#### [WHAT YOU ARE ASKED TO DO]
From the entries underneath, give the number of lines holding the word "verbose", without any other words.

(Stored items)
Content starts

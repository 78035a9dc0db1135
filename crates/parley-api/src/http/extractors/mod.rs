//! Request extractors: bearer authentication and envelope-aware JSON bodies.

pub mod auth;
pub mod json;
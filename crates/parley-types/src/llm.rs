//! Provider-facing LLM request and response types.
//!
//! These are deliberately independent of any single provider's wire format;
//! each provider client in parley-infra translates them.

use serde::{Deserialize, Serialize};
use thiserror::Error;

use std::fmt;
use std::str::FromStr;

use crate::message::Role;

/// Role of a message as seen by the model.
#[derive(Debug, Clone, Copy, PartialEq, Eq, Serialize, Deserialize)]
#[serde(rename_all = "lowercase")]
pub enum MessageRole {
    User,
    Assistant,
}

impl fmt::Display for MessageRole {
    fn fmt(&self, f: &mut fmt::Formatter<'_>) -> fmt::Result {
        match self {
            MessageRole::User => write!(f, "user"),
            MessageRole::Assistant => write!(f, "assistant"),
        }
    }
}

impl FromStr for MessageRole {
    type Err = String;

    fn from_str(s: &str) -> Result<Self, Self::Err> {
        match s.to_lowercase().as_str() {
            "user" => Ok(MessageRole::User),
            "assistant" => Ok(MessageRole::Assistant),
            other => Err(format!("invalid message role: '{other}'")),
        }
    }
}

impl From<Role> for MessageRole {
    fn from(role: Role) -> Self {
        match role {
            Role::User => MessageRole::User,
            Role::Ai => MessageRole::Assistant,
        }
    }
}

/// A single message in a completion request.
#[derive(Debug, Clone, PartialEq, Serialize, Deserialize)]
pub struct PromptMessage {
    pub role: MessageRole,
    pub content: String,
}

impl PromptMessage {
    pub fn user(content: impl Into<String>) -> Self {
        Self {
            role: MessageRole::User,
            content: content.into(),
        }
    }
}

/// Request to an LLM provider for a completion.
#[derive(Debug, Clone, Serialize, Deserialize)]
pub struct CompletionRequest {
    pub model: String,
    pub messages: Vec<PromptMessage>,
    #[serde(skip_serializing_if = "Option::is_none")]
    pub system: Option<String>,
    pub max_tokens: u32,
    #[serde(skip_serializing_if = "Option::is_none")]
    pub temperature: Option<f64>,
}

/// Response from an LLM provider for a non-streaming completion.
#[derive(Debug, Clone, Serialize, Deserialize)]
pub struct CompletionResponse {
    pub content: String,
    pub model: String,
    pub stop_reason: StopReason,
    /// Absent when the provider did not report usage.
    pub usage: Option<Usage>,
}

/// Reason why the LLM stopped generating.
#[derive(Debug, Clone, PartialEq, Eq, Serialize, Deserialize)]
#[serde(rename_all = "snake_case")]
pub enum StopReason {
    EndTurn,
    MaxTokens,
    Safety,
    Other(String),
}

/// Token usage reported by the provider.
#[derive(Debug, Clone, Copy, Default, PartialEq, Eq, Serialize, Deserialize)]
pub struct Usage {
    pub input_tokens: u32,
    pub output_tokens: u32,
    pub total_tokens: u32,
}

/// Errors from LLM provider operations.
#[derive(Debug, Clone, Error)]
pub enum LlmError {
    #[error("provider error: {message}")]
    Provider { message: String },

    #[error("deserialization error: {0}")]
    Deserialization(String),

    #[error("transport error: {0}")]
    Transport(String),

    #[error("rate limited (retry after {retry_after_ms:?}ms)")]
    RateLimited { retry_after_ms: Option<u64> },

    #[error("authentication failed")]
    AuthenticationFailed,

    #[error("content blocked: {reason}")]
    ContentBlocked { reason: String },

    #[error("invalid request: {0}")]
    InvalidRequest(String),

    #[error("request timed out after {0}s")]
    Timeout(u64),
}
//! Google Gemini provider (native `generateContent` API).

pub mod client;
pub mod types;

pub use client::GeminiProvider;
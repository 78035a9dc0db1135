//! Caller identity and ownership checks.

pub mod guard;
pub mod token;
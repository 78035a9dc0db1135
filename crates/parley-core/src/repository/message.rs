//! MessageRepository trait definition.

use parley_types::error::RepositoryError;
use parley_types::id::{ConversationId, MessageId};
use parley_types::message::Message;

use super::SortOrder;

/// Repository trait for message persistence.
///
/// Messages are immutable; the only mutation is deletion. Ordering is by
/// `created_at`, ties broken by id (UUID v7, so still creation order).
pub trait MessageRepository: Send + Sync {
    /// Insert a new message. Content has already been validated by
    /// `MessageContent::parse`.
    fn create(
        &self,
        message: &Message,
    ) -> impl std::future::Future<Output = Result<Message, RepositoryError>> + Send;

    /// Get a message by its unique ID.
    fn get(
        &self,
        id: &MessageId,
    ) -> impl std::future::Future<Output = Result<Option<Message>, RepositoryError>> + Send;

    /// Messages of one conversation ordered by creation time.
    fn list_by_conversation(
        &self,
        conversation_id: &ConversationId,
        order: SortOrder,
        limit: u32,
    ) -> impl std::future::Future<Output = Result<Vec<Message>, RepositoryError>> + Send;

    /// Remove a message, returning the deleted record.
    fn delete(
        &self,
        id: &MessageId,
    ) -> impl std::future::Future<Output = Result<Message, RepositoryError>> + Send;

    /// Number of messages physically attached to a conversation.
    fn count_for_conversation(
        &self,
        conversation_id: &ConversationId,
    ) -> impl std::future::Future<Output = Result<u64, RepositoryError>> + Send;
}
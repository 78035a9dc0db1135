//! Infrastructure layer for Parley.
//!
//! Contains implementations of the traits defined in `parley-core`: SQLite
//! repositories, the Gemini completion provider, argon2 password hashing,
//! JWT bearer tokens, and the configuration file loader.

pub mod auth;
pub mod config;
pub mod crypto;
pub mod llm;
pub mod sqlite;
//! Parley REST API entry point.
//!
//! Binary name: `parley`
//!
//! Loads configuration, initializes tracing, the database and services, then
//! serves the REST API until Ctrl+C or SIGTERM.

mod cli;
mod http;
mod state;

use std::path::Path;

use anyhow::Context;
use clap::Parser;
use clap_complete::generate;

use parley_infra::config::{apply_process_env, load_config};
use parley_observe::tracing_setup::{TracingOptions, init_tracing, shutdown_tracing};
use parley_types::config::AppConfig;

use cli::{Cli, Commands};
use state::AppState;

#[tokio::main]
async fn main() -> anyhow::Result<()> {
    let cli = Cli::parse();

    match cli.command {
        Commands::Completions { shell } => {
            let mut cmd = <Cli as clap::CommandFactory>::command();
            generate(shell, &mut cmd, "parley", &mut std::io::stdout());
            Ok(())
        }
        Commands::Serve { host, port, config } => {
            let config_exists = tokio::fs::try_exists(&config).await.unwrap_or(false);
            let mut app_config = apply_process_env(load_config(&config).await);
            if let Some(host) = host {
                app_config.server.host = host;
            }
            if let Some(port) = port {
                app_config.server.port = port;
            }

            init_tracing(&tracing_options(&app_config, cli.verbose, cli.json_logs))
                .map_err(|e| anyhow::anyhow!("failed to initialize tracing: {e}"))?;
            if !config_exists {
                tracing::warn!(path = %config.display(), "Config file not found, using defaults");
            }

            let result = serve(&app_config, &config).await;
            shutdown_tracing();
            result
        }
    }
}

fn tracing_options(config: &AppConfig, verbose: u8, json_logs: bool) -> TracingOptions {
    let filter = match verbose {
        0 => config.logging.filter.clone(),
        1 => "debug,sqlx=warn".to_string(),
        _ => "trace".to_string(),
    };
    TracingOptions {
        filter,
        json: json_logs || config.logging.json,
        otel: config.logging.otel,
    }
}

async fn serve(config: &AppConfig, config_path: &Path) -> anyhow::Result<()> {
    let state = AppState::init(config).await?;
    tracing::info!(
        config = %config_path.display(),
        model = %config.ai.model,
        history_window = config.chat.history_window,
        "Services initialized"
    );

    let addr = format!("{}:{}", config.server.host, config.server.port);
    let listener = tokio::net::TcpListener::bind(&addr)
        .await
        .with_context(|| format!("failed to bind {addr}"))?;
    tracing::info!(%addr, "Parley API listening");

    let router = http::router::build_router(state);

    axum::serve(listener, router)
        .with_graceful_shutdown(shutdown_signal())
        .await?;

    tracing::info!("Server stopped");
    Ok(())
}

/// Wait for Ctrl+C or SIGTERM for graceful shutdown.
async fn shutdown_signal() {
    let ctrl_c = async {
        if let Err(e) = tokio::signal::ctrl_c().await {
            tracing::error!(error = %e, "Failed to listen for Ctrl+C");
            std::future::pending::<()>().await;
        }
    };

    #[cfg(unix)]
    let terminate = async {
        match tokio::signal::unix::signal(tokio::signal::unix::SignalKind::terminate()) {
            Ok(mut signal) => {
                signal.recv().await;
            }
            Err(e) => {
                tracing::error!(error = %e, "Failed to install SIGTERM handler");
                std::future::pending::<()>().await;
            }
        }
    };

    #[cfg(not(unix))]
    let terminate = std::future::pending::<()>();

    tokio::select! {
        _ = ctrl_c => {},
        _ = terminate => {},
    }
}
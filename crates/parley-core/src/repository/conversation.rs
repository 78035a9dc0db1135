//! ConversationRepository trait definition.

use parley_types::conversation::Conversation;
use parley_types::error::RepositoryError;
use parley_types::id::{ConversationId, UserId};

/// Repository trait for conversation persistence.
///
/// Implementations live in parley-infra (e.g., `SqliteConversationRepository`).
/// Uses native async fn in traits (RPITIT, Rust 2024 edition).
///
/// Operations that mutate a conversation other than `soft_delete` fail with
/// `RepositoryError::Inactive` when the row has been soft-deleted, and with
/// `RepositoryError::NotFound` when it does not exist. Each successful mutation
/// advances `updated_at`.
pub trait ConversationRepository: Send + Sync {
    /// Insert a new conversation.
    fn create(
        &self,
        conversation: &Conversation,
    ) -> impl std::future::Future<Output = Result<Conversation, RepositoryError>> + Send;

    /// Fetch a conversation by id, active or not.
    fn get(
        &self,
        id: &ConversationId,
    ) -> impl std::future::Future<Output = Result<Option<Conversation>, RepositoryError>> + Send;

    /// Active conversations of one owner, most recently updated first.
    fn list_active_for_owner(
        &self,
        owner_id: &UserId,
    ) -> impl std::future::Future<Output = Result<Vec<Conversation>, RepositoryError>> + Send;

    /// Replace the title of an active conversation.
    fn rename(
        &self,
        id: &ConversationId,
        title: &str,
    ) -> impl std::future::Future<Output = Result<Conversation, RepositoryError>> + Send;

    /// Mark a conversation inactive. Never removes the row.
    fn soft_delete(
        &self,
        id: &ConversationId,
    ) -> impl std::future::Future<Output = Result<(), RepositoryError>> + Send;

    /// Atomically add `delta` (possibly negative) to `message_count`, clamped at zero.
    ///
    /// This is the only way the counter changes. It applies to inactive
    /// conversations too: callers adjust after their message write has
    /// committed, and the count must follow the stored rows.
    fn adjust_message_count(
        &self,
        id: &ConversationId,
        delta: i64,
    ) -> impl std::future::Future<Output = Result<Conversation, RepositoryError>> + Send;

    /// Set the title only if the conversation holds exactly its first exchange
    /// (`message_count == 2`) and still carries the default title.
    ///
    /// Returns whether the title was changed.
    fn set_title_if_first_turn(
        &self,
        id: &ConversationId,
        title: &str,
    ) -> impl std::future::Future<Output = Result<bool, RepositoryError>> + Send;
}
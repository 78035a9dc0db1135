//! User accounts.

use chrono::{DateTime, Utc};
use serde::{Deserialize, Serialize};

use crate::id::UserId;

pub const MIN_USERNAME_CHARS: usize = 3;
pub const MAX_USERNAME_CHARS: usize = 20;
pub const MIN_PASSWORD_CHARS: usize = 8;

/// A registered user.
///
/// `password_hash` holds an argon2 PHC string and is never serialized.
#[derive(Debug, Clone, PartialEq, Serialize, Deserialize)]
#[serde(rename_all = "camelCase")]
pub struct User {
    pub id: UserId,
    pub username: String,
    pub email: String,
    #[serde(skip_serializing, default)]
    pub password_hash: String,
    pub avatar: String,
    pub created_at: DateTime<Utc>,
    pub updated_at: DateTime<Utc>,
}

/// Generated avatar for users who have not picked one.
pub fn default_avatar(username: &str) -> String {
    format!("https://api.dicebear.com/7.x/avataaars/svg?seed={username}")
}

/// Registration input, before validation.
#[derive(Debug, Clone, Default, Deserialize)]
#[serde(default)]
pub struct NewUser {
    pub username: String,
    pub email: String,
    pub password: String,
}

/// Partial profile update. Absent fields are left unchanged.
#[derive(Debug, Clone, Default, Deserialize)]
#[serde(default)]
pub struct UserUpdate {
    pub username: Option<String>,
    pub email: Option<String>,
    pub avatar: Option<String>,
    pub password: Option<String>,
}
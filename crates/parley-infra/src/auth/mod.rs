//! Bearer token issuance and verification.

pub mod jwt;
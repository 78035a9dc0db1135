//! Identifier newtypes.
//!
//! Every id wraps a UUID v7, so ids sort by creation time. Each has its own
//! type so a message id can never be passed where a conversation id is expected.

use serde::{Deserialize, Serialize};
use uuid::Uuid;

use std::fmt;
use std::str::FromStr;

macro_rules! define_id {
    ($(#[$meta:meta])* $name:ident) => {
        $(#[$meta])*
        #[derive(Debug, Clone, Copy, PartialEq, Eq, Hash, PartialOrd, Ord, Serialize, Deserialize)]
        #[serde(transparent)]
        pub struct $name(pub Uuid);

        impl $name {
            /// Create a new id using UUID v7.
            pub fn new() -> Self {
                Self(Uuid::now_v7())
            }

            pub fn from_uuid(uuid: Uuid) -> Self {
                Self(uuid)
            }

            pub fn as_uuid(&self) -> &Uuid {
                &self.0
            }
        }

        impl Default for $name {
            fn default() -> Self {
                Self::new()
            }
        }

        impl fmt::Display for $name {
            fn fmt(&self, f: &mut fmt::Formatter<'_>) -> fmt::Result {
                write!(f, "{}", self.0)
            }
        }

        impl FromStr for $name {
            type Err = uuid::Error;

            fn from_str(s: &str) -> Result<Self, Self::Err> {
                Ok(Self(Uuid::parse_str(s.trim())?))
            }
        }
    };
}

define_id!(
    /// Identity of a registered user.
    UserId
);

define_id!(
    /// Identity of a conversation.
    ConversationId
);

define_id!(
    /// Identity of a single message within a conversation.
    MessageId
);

Content ends

#### [YOUR SOLUTION]
3